▶ _Exercise requirements_: Everything in the listing below must be set down again exactly.

▶ _Entries provided_:
//! Presentation State
//!
//! Holds what the presenter shows: the latest results, the name of the case
//! currently running, and which table rows have their detail panel open.
//! State only changes through [`ViewEvent`]s and [`ViewState::toggle`].

use crate::report::CaseReport;
use fxhash::FxHashSet;
use logicbench_core::{CaseResult, HarnessRun, RunObserver};

#[derive(Debug, Clone)]
pub enum ViewEvent {
    /// A run began; previous results are dropped
    RunStarted,
    /// A case is about to be timed
    CaseStarted(String),
    /// The run finished with these results
    RunCompleted(Vec<CaseReport>),
}

/// Rows whose detail panel is open
#[derive(Debug, Clone, Default)]
pub struct Expansion {
    open: FxHashSet<usize>,
    all: bool,
}

impl Expansion {
    pub fn is_expanded(&self, row: usize) -> bool {
        self.all != self.open.contains(&row)
    }

    fn toggle(&mut self, row: usize) {
        if !self.open.remove(&row) {
            self.open.insert(row);
        }
    }
}

#[derive(Debug, Clone, Default)]
pub struct ViewState {
    results: Vec<CaseReport>,
    running: Option<String>,
    expansion: Expansion,
}

impl ViewState {
    pub fn new() -> Self {
        Self::default()
    }

    pub fn apply(&mut self, event: ViewEvent) {
        match event {
            ViewEvent::RunStarted => {
                self.results.clear();
                self.running = None;
                self.expansion = Expansion::default();
            }
            ViewEvent::CaseStarted(name) => {
                self.running = Some(name);
            }
            ViewEvent::RunCompleted(results) => {
                self.results = results;
                self.running = None;
            }
        }
    }

    pub fn results(&self) -> &[CaseReport] {
        &self.results
    }

    /// Name of the case being timed, if a run is in progress
    pub fn running(&self) -> Option<&str> {
        self.running.as_deref()
    }

    pub fn expansion(&self) -> &Expansion {
        &self.expansion
    }

    pub fn is_expanded(&self, row: usize) -> bool {
        self.expansion.is_expanded(row)
    }

    /// Flip one row's detail panel. Out-of-range rows are ignored.
    pub fn toggle(&mut self, row: usize) {
        if row < self.results.len() {
            self.expansion.toggle(row);
        }
    }

    /// Flip the detail panel of the first row with this name
    pub fn toggle_named(&mut self, name: &str) -> bool {
        match self.results.iter().position(|r| r.name == name) {
            Some(row) => {
                self.toggle(row);
                true
            }
            None => false,
        }
    }

    /// Open every row's detail panel
    pub fn expand_all(&mut self) {
        self.expansion = Expansion {
            open: FxHashSet::default(),
            all: true,
        };
    }
}

impl RunObserver for ViewState {
    fn run_started(&mut self, _total: usize) {
        self.apply(ViewEvent::RunStarted);
    }

    fn case_started(&mut self, _index: usize, name: &str) {
        self.apply(ViewEvent::CaseStarted(name.to_string()));
    }

    fn case_finished(&mut self, _index: usize, _result: &CaseResult) {}

    fn run_finished(&mut self, run: &HarnessRun) {
        let results = run.results.iter().map(CaseReport::from_result).collect();
        self.apply(ViewEvent::RunCompleted(results));
    }
}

▶ _Reply_:
//! Presentation State
//!
//! Holds what the presenter shows: the latest results, the name of the case
//! currently running, and which table rows have their detail panel open.
//! State only changes through [`ViewEvent`]s and [`ViewState::toggle`].

use crate::report::CaseReport;
use fxhash::FxHashSet;
use logicbench_core::{CaseResult, HarnessRun, RunObserver};

#[derive(Debug, Clone)]
pub enum ViewEvent {
    /// A run began; previous results are dropped
    RunStarted,
    /// A case is about to be timed
    CaseStarted(String),
    /// The run finished with these results
    RunCompleted(Vec<CaseReport>),
}

/// Rows whose detail panel is open
#[derive(Debug, Clone, Default)]
pub struct Expansion {
    open: FxHashSet<usize>,
    all: bool,
}

impl Expansion {
    pub fn is_expanded(&self, row: usize) -> bool {
        self.all != self.open.contains(&row)
    }

    fn toggle(&mut self, row: usize) {
        if !self.open.remove(&row) {
            self.open.insert(row);
        }
    }
}

#[derive(Debug, Clone, Default)]
pub struct ViewState {
    results: Vec<CaseReport>,
    running: Option<String>,
    expansion: Expansion,
}

impl ViewState {
    pub fn new() -> Self {
        Self::default()
    }

    pub fn apply(&mut self, event: ViewEvent) {
        match event {
            ViewEvent::RunStarted => {
                self.results.clear();
                self.running = None;
                self.expansion = Expansion::default();
            }
            ViewEvent::CaseStarted(name) => {
                self.running = Some(name);
            }
            ViewEvent::RunCompleted(results) => {
                self.results = results;
                self.running = None;
            }
        }
    }

    pub fn results(&self) -> &[CaseReport] {
        &self.results
    }

    /// Name of the case being timed, if a run is in progress
    pub fn running(&self) -> Option<&str> {
        self.running.as_deref()
    }

    pub fn expansion(&self) -> &Expansion {
        &self.expansion
    }

    pub fn is_expanded(&self, row: usize) -> bool {
        self.expansion.is_expanded(row)
    }

    /// Flip one row's detail panel. Out-of-range rows are ignored.
    pub fn toggle(&mut self, row: usize) {
        if row < self.results.len() {
            self.expansion.toggle(row);
        }
    }

    /// Flip the detail panel of the first row with this name
    pub fn toggle_named(&mut self, name: &str) -> bool {
        match self.results.iter().position(|r| r.name == name) {
            Some(row) => {
                self.toggle(row);
                true
            }
            None => false,
        }
    }

    /// Open every row's detail panel
    pub fn expand_all(&mut self) {
        self.expansion = Expansion {
            open: FxHashSet::default(),
            all: true,
        };
    }
}

impl RunObserver for ViewState {
    fn run_started(&mut self, _total: usize) {
        self.apply(ViewEvent::RunStarted);
    }

    fn case_started(&mut self, _index: usize, name: &str) {
        self.apply(ViewEvent::CaseStarted(name.to_string()));
    }

    fn case_finished(&mut self, _index: usize, _result: &CaseResult) {}

    fn run_finished(&mut self, run: &HarnessRun) {
        let results = run.results.iter().map(CaseReport::from_result).collect();
        self.apply(ViewEvent::RunCompleted(results));
    }
}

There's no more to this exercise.